◆ Work instructions ◆
Match the string "info" against each line below, and copy every line that matches.

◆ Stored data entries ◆
———

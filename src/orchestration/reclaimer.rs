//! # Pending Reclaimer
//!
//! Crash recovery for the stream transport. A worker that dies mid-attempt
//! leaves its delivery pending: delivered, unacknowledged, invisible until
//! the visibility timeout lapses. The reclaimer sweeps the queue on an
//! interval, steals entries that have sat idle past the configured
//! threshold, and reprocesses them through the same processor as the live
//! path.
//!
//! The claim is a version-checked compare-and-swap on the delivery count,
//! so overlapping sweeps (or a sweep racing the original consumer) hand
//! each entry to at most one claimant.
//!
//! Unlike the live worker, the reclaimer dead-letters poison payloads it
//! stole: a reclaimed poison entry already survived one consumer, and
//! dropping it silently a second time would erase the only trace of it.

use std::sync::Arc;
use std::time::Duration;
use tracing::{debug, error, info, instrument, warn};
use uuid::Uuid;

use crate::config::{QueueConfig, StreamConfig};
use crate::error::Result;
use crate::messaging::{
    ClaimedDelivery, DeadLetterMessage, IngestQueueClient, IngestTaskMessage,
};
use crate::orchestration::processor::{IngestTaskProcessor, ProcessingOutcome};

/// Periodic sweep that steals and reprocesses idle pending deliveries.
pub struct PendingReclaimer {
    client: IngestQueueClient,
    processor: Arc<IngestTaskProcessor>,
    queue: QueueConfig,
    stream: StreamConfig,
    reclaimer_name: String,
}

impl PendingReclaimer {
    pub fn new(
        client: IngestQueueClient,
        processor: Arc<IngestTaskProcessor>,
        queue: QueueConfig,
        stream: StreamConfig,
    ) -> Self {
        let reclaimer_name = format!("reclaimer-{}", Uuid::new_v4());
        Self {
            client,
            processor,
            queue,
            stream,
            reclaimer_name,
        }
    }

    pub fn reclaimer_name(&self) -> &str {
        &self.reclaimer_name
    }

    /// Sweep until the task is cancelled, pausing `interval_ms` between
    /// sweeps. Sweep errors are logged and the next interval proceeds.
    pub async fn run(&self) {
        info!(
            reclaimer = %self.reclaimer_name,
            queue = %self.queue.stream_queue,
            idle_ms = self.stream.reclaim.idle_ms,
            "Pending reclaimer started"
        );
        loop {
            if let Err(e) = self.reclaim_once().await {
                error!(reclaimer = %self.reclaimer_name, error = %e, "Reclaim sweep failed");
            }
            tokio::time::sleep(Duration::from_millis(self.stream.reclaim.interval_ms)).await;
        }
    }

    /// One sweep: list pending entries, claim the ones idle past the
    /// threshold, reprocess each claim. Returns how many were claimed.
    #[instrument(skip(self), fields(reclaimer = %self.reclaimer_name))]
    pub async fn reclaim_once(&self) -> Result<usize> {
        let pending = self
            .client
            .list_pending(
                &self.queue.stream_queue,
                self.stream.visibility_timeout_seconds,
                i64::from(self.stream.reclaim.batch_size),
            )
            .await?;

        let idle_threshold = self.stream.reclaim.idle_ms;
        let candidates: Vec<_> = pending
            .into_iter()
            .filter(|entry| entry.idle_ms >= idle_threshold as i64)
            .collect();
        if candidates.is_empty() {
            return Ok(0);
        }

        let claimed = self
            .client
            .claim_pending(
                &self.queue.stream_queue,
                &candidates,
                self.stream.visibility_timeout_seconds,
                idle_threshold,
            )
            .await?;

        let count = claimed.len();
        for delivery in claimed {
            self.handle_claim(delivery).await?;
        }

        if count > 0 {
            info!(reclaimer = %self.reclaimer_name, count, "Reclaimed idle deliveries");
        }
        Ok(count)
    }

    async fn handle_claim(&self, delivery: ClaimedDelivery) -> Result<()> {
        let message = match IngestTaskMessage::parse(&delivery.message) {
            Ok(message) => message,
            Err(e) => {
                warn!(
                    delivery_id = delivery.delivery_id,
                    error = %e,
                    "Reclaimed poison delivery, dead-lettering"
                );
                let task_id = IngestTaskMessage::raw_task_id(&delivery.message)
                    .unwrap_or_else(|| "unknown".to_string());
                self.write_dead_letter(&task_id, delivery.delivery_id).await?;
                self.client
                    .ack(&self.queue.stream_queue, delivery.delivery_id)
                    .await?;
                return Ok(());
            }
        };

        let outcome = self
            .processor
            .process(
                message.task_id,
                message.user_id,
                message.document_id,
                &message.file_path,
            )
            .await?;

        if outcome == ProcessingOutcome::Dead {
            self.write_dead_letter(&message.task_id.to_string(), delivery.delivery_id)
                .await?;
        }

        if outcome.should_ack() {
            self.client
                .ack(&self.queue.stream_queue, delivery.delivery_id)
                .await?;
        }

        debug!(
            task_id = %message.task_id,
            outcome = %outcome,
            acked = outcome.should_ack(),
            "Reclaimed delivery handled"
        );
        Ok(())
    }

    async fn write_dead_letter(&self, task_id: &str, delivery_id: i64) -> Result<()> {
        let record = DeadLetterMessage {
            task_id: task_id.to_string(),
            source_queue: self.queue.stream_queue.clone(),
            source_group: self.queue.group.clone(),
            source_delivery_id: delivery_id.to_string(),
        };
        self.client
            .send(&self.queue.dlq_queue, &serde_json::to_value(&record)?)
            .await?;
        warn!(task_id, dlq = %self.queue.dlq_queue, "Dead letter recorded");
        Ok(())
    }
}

———

◆ Worked solution ◆
use tracing::{debug, error, info, instrument, warn};
        info!(
            info!(reclaimer = %self.reclaimer_name, count, "Reclaimed idle deliveries");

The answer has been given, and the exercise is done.